Danilo Cutrim em sua essência mais genuína na nova carreira solo

O vocalista e guitarrista do BRAZA mergulha nos anos 70 com o clipe/single “Somos Um”.

ASSISTA: https://youtu.be/LleDJ3P2E0I

Danilo no clipe, entre as dançarinas Manuuh Torres e Taiane Vieira

foto: Eduardo da Matta

Ao procurar no google pelo cantor, compositor, guitarrista e produtor musical Danilo Cutrim, a maioria dos links levam para a banda carioca Braza. Outros, para o duo daBossa.
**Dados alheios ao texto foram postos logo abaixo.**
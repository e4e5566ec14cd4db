use crate::DateError;
use crate::consts::{
    CENTURY_CYCLE, DAYS_IN_MONTH, DECEMBER, FEBRUARY, FEBRUARY_DAYS_LEAP, GREGORIAN_CYCLE, JANUARY,
    LAST_MONTH_INDEX, LEAP_YEAR_CYCLE, MONTH_NAMES,
};
use crate::prelude::*;
use serde::{Deserialize, Serialize};

/// A 0-based month index guaranteed to be in the range `0..=11`.
///
/// Pickers and edit state address months by index; the calendar addresses
/// them as `1..=12`. Every conversion between the two goes through this type.
#[derive(Debug, Clone, Copy, PartialEq, Eq, PartialOrd, Ord, Hash, Display, Serialize, Deserialize)]
#[display(fmt = "{}", _0)]
#[serde(try_from = "u32", into = "u32")]
pub struct MonthIndex(u32);

impl MonthIndex {
    pub const JANUARY: Self = Self(0);
    pub const DECEMBER: Self = Self(LAST_MONTH_INDEX);

    /// Creates a new month index, validating that it's <= 11
    ///
    /// # Errors
    /// Returns `DateError::InvalidMonthIndex` if the value is > 11.
    pub fn new(index: u32) -> Result<Self, DateError> {
        if index > LAST_MONTH_INDEX {
            return Err(DateError::InvalidMonthIndex(index));
        }
        Ok(Self(index))
    }

    /// Creates a month index, pinning anything past December to December
    pub const fn saturating(index: u32) -> Self {
        if index > LAST_MONTH_INDEX { Self::DECEMBER } else { Self(index) }
    }

    /// Converts a 1-based calendar month into an index
    ///
    /// # Errors
    /// Returns `DateError::InvalidMonth` if the month is outside `1..=12`.
    pub fn from_calendar_month(month: u32) -> Result<Self, DateError> {
        if !(JANUARY..=DECEMBER).contains(&month) {
            return Err(DateError::InvalidMonth(month));
        }
        Ok(Self(month - 1))
    }

    /// Returns the 1-based calendar month
    #[inline]
    pub const fn to_calendar_month(self) -> u32 {
        self.0 + 1
    }

    /// Returns the index value
    #[inline]
    pub const fn get(self) -> u32 {
        self.0
    }

    /// English month name
    pub const fn name(self) -> &'static str {
        MONTH_NAMES[self.0 as usize]
    }
}

impl TryFrom<u32> for MonthIndex {
    type Error = DateError;

    fn try_from(value: u32) -> Result<Self, Self::Error> {
        Self::new(value)
    }
}

impl From<MonthIndex> for u32 {
    fn from(index: MonthIndex) -> Self {
        index.0
    }
}

// Helper functions

pub const fn is_leap_year(year: i32) -> bool {
    (year.rem_euclid(LEAP_YEAR_CYCLE) == 0 && year.rem_euclid(CENTURY_CYCLE) != 0)
        || year.rem_euclid(GREGORIAN_CYCLE) == 0
}

/// Number of days in a 1-based calendar month
pub const fn days_in_month(year: i32, month: u32) -> u32 {
    debug_assert!(month != 0 && month <= DECEMBER);

    if month == FEBRUARY && is_leap_year(year) {
        FEBRUARY_DAYS_LEAP
    } else {
        DAYS_IN_MONTH[month as usize]
    }
}
impl EditState {
    /// Seeds every sub-field from `current`. The state stays in its
    /// initializing phase until [`EditState::finish_initialization`].
    pub fn initialize(current: &CompositeDate) -> Self {
        Self {
            year:         current.year(),
            month:        current.month_index(),
            day:          current.day(),
            hour:         current.hour(),
            minute:       current.minute(),
            initializing: true,
        }
    }

    pub const fn is_initializing(&self) -> bool {
        self.initializing
    }

    pub const fn finish_initialization(&mut self) {
        self.initializing = false;
    }

    /// Pulls every included field into its legal range, coarse to fine, and
    /// overwrites every excluded field from `live`.
    pub fn clamp_to_bounds(&mut self, live: &CompositeDate, constraints: &Constraints) {
        let Constraints {
            bounds,
            inclusion,
            reference_year,
        } = constraints;

        if inclusion.include_year {
            self.year = clamp_field("year", self.year, &allowed_years_from(bounds, *reference_year));
        } else {
            self.year = live.year();
        }

        if inclusion.include_date {
            let months = allowed_months(self.year, bounds, true);
            self.month = MonthIndex::saturating(clamp_field("month", self.month.get(), &months));
            let days = allowed_days(self.year, self.month, bounds, true);
            self.day = clamp_field("day", self.day, &days);
        } else {
            self.month = live.month_index();
            self.day = live.day();
        }

        if inclusion.include_time {
            let hours = allowed_hours(self.year, self.month, self.day, bounds, true);
            self.hour = clamp_field("hour", self.hour, &hours);
            let minutes = allowed_minutes(self.year, self.month, self.day, self.hour, bounds, true);
            self.minute = clamp_field("minute", self.minute, &minutes);
        } else {
            self.hour = live.hour();
            self.minute = live.minute();
        }
    }

    /// Builds the composite value for this draft.
    ///
    /// Included groups come from the draft, excluded ones and the seconds
    /// from `live`. A draft the calendar rejects yields `live`. The result is
    /// always clamped into the bounds.
    pub fn reassemble(&self, live: &CompositeDate, constraints: &Constraints) -> CompositeDate {
        let Constraints { bounds, inclusion, .. } = constraints;

        let (month, day) = if inclusion.include_date {
            (self.month.to_calendar_month(), self.day)
        } else {
            (live.month(), live.day())
        };
        let (hour, minute) = if inclusion.include_time {
            (self.hour, self.minute)
        } else {
            (live.hour(), live.minute())
        };
        let fields = DateFields {
            year: if inclusion.include_year { self.year } else { live.year() },
            month,
            day,
            hour,
            minute,
            second: live.second(),
            nanosecond: live.nanosecond(),
        };

        let candidate = CompositeDate::compose(fields).unwrap_or_else(|| {
            tracing::debug!(?fields, %live, "draft is not a calendar date; keeping live value");
            *live
        });
        let clamped = bounds.clamp(candidate);
        if clamped != candidate {
            tracing::debug!(%candidate, %clamped, "composed date clamped into bounds");
        }
        clamped
    }
}

fn clamp_field<T>(name: &'static str, value: T, range: &RangeInclusive<T>) -> T
where
    T: Copy + PartialOrd + std::fmt::Display,
{
    let clamped = if value < *range.start() {
        *range.start()
    } else if value > *range.end() {
        *range.end()
    } else {
        value
    };
    if clamped != value {
        tracing::trace!(field = name, %value, %clamped, "clamped selection");
    }
    clamped
}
Os mais antigos remetem à extinta banda Forfun.

Mas além de trazer a mistura de reggae, rap, música eletrônica e regional brasileira na primeira, da bossa nova com a segunda e do rock e hardcore na terceira, ele chega com novas experiências sonoras. 
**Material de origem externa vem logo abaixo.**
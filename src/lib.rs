mod allowed;
mod bounds;
mod composer;
mod consts;
mod inclusion;
mod label;
mod prelude;
#[cfg(test)]
mod test_utils;
mod types;

pub use allowed::{
    allowed_days, allowed_hours, allowed_minutes, allowed_months, allowed_years, allowed_years_from,
    current_year,
};
pub use bounds::{BoundsError, DateBounds};
pub use composer::{Constraints, DateComposer, EditState};
pub use consts::*;
pub use inclusion::FieldInclusion;
pub use label::{summary, two_digit};
pub use types::{MonthIndex, days_in_month, is_leap_year};

use crate::prelude::*;
use chrono::{Datelike, Local, NaiveDate, NaiveDateTime, NaiveTime, Timelike};
use std::str::FromStr;

/// A calendar timestamp decomposed into year, month, day, hour, minute and
/// second fields. Always a valid proleptic Gregorian date/time.
#[derive(Debug, Clone, Copy, PartialEq, Eq, PartialOrd, Ord, Hash, Display, From, Into)]
#[display(fmt = "{}", "_0.format(DATE_TIME_FORMAT)")]
pub struct CompositeDate(NaiveDateTime);

#[derive(Debug, Clone, PartialEq, Eq, Display)]
pub enum DateError {
    #[display(fmt = "Invalid date format: {_0}")]
    InvalidFormat(String),
    #[display(fmt = "Invalid month: {} (must be {}-{})", "_0", JANUARY, DECEMBER)]
    InvalidMonth(u32),
    #[display(fmt = "Invalid month index: {} (must be {}-{})", "_0", FIRST_MONTH_INDEX, LAST_MONTH_INDEX)]
    InvalidMonthIndex(u32),
    #[display(fmt = "Invalid date {year:04}-{month:02}-{day:02}")]
    InvalidDate { year: i32, month: u32, day: u32 },
    #[display(fmt = "Invalid time {hour:02}:{minute:02}:{second:02}")]
    InvalidTime { hour: u32, minute: u32, second: u32 },
    #[display(fmt = "Empty date string")]
    EmptyInput,
}

impl std::error::Error for DateError {}

impl CompositeDate {
    /// Sentinel lower bound meaning "no real bound"
    pub const DISTANT_PAST: Self = Self(NaiveDateTime::MIN);
    /// Sentinel upper bound meaning "no real bound"
    pub const DISTANT_FUTURE: Self = Self(NaiveDateTime::MAX);

    /// Creates a date/time from calendar fields (month is 1-based)
    ///
    /// # Errors
    /// Returns `DateError::InvalidDate` or `DateError::InvalidTime` if the
    /// fields do not describe a real calendar moment.
    pub fn new(year: i32, month: u32, day: u32, hour: u32, minute: u32, second: u32) -> Result<Self, DateError> {
        let date = NaiveDate::from_ymd_opt(year, month, day).ok_or(DateError::InvalidDate { year, month, day })?;
        let time = NaiveTime::from_hms_opt(hour, minute, second).ok_or(DateError::InvalidTime {
            hour,
            minute,
            second,
        })?;
        Ok(Self(NaiveDateTime::new(date, time)))
    }

    /// Current local wall-clock time
    pub fn now() -> Self {
        Self(Local::now().naive_local())
    }

    /// Builds a value from raw fields, `None` when the calendar rejects them
    /// (February 30th, hour 24, ...).
    pub(crate) fn compose(fields: DateFields) -> Option<Self> {
        let date = NaiveDate::from_ymd_opt(fields.year, fields.month, fields.day)?;
        let time = NaiveTime::from_hms_nano_opt(fields.hour, fields.minute, fields.second, fields.nanosecond)?;
        Some(Self(NaiveDateTime::new(date, time)))
    }

    pub fn year(&self) -> i32 {
        self.0.year()
    }

    /// Calendar month, 1-based
    pub fn month(&self) -> u32 {
        self.0.month()
    }

    /// Month as a 0-based index
    pub fn month_index(&self) -> MonthIndex {
        MonthIndex::saturating(self.0.month0())
    }

    pub fn day(&self) -> u32 {
        self.0.day()
    }

    pub fn hour(&self) -> u32 {
        self.0.hour()
    }

    pub fn minute(&self) -> u32 {
        self.0.minute()
    }

    pub fn second(&self) -> u32 {
        self.0.second()
    }

    pub fn nanosecond(&self) -> u32 {
        self.0.nanosecond()
    }

    /// Returns the underlying chrono value
    pub const fn naive(&self) -> NaiveDateTime {
        self.0
    }

    /// Whether this is one of the "no real bound" sentinels
    pub fn is_sentinel(&self) -> bool {
        *self == Self::DISTANT_PAST || *self == Self::DISTANT_FUTURE
    }
}

/// Raw calendar fields gathered before composing a `CompositeDate`
#[derive(Debug, Clone, Copy, PartialEq, Eq)]
pub(crate) struct DateFields {
    pub year:       i32,
    pub month:      u32,
    pub day:        u32,
    pub hour:       u32,
    pub minute:     u32,
    pub second:     u32,
    pub nanosecond: u32,
}

impl FromStr for CompositeDate {
    type Err = DateError;

    fn from_str(s: &str) -> Result<Self, Self::Err> {
        let trimmed = s.trim();
        if trimmed.is_empty() {
            return Err(DateError::EmptyInput);
        }

        if let Ok(value) = NaiveDateTime::parse_from_str(trimmed, DATE_TIME_FORMAT) {
            return Ok(Self(value));
        }
        if let Ok(value) = NaiveDateTime::parse_from_str(trimmed, DATE_TIME_MINUTES_FORMAT) {
            return Ok(Self(value));
        }
        NaiveDate::parse_from_str(trimmed, DATE_FORMAT)
            .ok()
            .and_then(|date| date.and_hms_opt(0, 0, 0))
            .map(Self)
            .ok_or_else(|| DateError::InvalidFormat(trimmed.to_owned()))
    }
}

impl serde::Serialize for CompositeDate {
    fn serialize<S>(&self, serializer: S) -> Result<S::Ok, S::Error>
    where
        S: serde::Serializer,
    {
        serializer.serialize_str(&self.to_string())
    }
}

impl<'de> serde::Deserialize<'de> for CompositeDate {
    fn deserialize<D>(deserializer: D) -> Result<Self, D::Error>
    where
        D: serde::Deserializer<'de>,
    {
        let s = String::deserialize(deserializer)?;
        s.parse().map_err(serde::de::Error::custom)
    }
}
Artista multirreferencial que é, Danilo Cutrim tem um disco solo para ser lançado no segundo semestre.

“Nos últimos anos de pandemia, fiquei muito sozinho. Estudei violão, revisitei a MPB e comecei a compor músicas para somar nos meus projetos coletivos: Braza e daBossa. Acontece que surgiram composições inteiras e com outras possibilidades sonoras”, conta. “Pelas estradas do Brasil com o Braza, conheci muitos músicos e musicistas e pensei que seria uma oportunidade de trocar e tocar com gente nova”, completa.
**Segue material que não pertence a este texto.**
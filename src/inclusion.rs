use serde::{Deserialize, Serialize};

/// Which sub-field groups of a date the user may edit.
///
/// Excluded groups are never written by the composer; they always mirror
/// the live value.
#[derive(Debug, Clone, Copy, PartialEq, Eq, Hash, Serialize, Deserialize)]
#[serde(default)]
pub struct FieldInclusion {
    /// Month and day
    pub include_date: bool,
    pub include_year: bool,
    /// Hour and minute
    pub include_time: bool,
}

impl FieldInclusion {
    pub const fn all() -> Self {
        Self {
            include_date: true,
            include_year: true,
            include_time: true,
        }
    }

    /// Calendar date with year, no time of day
    pub const fn date_only() -> Self {
        Self {
            include_time: false,
            ..Self::all()
        }
    }

    /// Time of day only
    pub const fn time_only() -> Self {
        Self {
            include_date: false,
            include_year: false,
            include_time: true,
        }
    }
}

impl Default for FieldInclusion {
    fn default() -> Self {
        Self::all()
    }
}
//! Shared constructors for unit tests.

use crate::{CompositeDate, DateBounds, MonthIndex};

pub fn at(year: i32, month: u32, day: u32, hour: u32, minute: u32) -> CompositeDate {
    CompositeDate::new(year, month, day, hour, minute, 0).expect("valid test date")
}

pub fn date(year: i32, month: u32, day: u32) -> CompositeDate {
    at(year, month, day, 0, 0)
}

pub fn bounds(start: CompositeDate, end: CompositeDate) -> DateBounds {
    DateBounds::new(start, end)
}

/// Month index from a 1-based calendar month
pub fn month(calendar_month: u32) -> MonthIndex {
    MonthIndex::from_calendar_month(calendar_month).expect("valid test month")
}
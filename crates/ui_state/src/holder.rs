//! Observable cells that expose the current [`AsyncResult`].

use std::{
    cell::{Cell, RefCell},
    future::Future,
    rc::{Rc, Weak},
};

use crate::{run_catching, AsyncResult, Cancelled, OperationError, RetryAction};

/// Destination for state transitions produced by an operation.
///
/// Implemented by [`StateHolder`] and by UI-framework signals.
pub trait ResultSink<T> {
    /// Replaces the current state.
    fn publish(&self, state: AsyncResult<T>);
}

type Listener<T> = Rc<dyn Fn(&AsyncResult<T>)>;

struct HolderInner<T> {
    state: RefCell<AsyncResult<T>>,
    version: Cell<u64>,
    listeners: RefCell<Vec<(u64, Listener<T>)>>,
    next_listener_id: Cell<u64>,
}

/// Single-writer, multiple-reader cell holding the current [`AsyncResult`].
///
/// Clones share the same cell. Listeners run synchronously after every write,
/// so each write is observed before the next one begins.
pub struct StateHolder<T> {
    inner: Rc<HolderInner<T>>,
}

impl<T> Clone for StateHolder<T> {
    fn clone(&self) -> Self {
        Self {
            inner: self.inner.clone(),
        }
    }
}

impl<T: Clone + 'static> Default for StateHolder<T> {
    fn default() -> Self {
        Self::new(AsyncResult::Pending)
    }
}

impl<T: Clone + 'static> StateHolder<T> {
    /// Creates a holder seeded with `initial`.
    pub fn new(initial: AsyncResult<T>) -> Self {
        Self {
            inner: Rc::new(HolderInner {
                state: RefCell::new(initial),
                version: Cell::new(0),
                listeners: RefCell::new(Vec::new()),
                next_listener_id: Cell::new(0),
            }),
        }
    }

    /// Returns a snapshot of the current state.
    pub fn get(&self) -> AsyncResult<T> {
        self.inner.state.borrow().clone()
    }

    /// Reads the current state without cloning it.
    pub fn with<R>(&self, f: impl FnOnce(&AsyncResult<T>) -> R) -> R {
        f(&self.inner.state.borrow())
    }

    /// Number of writes so far.
    pub fn version(&self) -> u64 {
        self.inner.version.get()
    }

    /// Replaces the state and notifies listeners.
    pub fn set(&self, state: AsyncResult<T>) {
        *self.inner.state.borrow_mut() = state;
        self.inner.version.set(self.inner.version.get() + 1);

        let snapshot = self.get();
        let listeners: Vec<Listener<T>> = self
            .inner
            .listeners
            .borrow()
            .iter()
            .map(|(_, listener)| listener.clone())
            .collect();
        for listener in listeners {
            listener(&snapshot);
        }
    }

    /// Registers a listener; dropping the returned handle removes it.
    pub fn subscribe(&self, listener: impl Fn(&AsyncResult<T>) + 'static) -> Subscription {
        let id = self.inner.next_listener_id.get();
        self.inner.next_listener_id.set(id + 1);
        self.inner
            .listeners
            .borrow_mut()
            .push((id, Rc::new(listener)));

        let weak: Weak<HolderInner<T>> = Rc::downgrade(&self.inner);
        Subscription {
            release: Some(Box::new(move || {
                if let Some(inner) = weak.upgrade() {
                    inner
                        .listeners
                        .borrow_mut()
                        .retain(|(listener_id, _)| *listener_id != id);
                }
            })),
        }
    }
}

impl<T: Clone + 'static> ResultSink<T> for StateHolder<T> {
    fn publish(&self, state: AsyncResult<T>) {
        self.set(state);
    }
}

/// Drop-based listener registration handle.
#[must_use = "dropping the subscription removes the listener"]
pub struct Subscription {
    release: Option<Box<dyn FnOnce()>>,
}

impl Subscription {
    /// Keeps the listener registered for the lifetime of the holder.
    pub fn detach(mut self) {
        self.release = None;
    }
}

impl Drop for Subscription {
    fn drop(&mut self) {
        if let Some(release) = self.release.take() {
            release();
        }
    }
}

/// Publishes `Pending`, runs `operation`, then publishes its outcome.
///
/// On cancellation nothing is published after `Pending` and `Err(Cancelled)`
/// is returned so the enclosing task can stop.
pub async fn produce_into<T, S, F, Fut>(
    sink: &S,
    retry: RetryAction,
    operation: F,
) -> Result<(), Cancelled>
where
    S: ResultSink<T> + ?Sized,
    F: FnOnce() -> Fut,
    Fut: Future<Output = Result<T, OperationError>>,
{
    sink.publish(AsyncResult::Pending);
    let outcome = run_catching(retry, operation).await?;
    sink.publish(outcome);
    Ok(())
}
Danilo se vestiu de azul e mergulhou no funk e na soul music que inundavam os EUA e o Brasil na virada dos anos 70 para os 80. Ouviu muito Cassiano, Tim Maia, Earth Wind & Fire e Chaka Khan para lançar “Somos Um”, em 14 de junho. O primeiro single dessa nova estrada é uma love song que aborda um relacionamento quente. É uma das mais pop do disco, ele garante.

“Trouxe as vozes, mais graves, de Liza Lou e Loh Mariano. Era um sonho meu fazer um arranjo vocal com vocais femininos”, anima-se.

O clipe tem aura vintage, onde a estética visual da black music americana dos 70’s e 80’s se esbalda nos efeitos “echo”. Todo mundo esbanjando estilo e dançando, muito.